- **Instructions to follow**
Within the material below, how many lines carry the word "before"? State only the number.

- **Supplied material**
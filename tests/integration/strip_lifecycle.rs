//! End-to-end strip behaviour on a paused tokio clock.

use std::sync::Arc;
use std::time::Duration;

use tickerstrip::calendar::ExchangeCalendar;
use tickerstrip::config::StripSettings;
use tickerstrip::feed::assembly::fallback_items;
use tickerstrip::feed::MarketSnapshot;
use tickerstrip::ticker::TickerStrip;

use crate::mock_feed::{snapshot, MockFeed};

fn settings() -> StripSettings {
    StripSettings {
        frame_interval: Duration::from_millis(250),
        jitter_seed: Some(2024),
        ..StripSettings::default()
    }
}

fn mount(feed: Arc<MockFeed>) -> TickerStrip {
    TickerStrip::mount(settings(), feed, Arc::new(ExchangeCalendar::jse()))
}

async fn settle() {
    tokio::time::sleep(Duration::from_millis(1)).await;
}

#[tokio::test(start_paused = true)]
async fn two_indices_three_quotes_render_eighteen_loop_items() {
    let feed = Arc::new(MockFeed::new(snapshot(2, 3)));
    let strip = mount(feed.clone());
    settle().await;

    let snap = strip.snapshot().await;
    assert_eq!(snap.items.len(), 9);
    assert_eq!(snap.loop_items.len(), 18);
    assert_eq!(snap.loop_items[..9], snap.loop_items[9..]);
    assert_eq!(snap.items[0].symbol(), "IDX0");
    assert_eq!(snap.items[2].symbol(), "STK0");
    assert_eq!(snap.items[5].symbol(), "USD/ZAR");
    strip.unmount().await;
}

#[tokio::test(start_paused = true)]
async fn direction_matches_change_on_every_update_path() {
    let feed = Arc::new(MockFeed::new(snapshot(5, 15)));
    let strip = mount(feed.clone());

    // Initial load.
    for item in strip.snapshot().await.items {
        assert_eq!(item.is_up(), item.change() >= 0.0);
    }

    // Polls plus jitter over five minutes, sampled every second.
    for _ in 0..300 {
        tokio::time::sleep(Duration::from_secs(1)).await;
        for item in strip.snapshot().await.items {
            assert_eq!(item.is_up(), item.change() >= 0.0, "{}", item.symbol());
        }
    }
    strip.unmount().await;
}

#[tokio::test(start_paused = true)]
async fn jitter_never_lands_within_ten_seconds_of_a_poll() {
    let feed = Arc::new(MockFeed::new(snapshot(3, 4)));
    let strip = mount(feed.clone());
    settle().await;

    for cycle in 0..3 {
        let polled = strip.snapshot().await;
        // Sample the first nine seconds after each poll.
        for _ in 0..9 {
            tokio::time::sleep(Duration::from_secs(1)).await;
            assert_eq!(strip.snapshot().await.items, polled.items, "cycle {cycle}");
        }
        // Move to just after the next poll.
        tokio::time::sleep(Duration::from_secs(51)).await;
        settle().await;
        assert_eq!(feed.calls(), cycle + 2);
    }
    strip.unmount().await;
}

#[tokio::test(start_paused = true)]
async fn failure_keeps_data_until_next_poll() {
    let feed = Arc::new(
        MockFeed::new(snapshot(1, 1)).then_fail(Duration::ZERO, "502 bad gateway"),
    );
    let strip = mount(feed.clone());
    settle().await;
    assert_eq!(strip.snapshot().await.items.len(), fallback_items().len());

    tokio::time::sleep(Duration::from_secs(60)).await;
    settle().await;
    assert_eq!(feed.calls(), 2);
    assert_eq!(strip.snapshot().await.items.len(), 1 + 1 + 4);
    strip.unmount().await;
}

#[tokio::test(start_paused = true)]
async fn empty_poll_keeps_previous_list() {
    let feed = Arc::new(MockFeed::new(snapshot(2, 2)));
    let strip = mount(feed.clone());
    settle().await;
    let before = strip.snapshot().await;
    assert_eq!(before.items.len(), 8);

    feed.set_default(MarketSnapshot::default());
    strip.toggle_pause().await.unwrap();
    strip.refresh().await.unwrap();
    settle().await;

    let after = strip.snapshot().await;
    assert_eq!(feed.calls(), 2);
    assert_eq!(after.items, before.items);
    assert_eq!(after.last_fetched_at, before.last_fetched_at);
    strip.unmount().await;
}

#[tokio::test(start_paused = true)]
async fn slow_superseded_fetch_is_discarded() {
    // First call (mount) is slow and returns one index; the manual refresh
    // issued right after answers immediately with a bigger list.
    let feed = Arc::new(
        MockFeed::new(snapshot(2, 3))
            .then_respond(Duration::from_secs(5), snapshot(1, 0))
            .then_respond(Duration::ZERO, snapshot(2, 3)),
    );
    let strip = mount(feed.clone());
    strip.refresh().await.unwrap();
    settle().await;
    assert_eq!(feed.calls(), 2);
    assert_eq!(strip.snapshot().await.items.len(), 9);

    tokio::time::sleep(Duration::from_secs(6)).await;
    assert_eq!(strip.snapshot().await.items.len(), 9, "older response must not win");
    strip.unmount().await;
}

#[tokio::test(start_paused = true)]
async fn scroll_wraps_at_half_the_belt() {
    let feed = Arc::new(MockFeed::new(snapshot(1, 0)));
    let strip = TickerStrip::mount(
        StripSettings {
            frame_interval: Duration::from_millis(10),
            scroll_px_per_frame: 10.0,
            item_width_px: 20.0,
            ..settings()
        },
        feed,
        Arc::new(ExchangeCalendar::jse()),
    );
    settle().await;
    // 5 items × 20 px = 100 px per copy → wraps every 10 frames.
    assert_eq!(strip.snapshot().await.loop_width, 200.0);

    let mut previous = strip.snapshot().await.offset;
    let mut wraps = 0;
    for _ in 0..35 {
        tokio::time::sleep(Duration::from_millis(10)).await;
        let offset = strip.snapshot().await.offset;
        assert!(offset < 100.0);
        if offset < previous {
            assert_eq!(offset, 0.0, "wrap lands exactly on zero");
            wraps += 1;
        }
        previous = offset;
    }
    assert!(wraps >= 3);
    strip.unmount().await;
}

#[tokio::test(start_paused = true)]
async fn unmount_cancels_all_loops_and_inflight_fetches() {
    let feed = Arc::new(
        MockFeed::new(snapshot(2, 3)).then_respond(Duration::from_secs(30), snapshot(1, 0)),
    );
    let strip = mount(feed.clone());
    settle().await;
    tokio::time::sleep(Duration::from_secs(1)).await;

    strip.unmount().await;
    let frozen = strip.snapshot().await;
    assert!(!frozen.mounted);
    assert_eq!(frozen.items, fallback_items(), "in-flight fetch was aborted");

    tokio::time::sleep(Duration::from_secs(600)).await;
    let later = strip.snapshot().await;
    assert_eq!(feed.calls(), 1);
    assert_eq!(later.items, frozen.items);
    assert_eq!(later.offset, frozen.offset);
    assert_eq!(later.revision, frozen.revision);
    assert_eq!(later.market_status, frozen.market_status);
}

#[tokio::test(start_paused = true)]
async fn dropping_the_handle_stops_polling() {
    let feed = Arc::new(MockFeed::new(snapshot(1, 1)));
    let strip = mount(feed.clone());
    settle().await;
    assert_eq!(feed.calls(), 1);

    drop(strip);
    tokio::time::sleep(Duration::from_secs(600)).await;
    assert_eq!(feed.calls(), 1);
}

- **Solution to this task**
4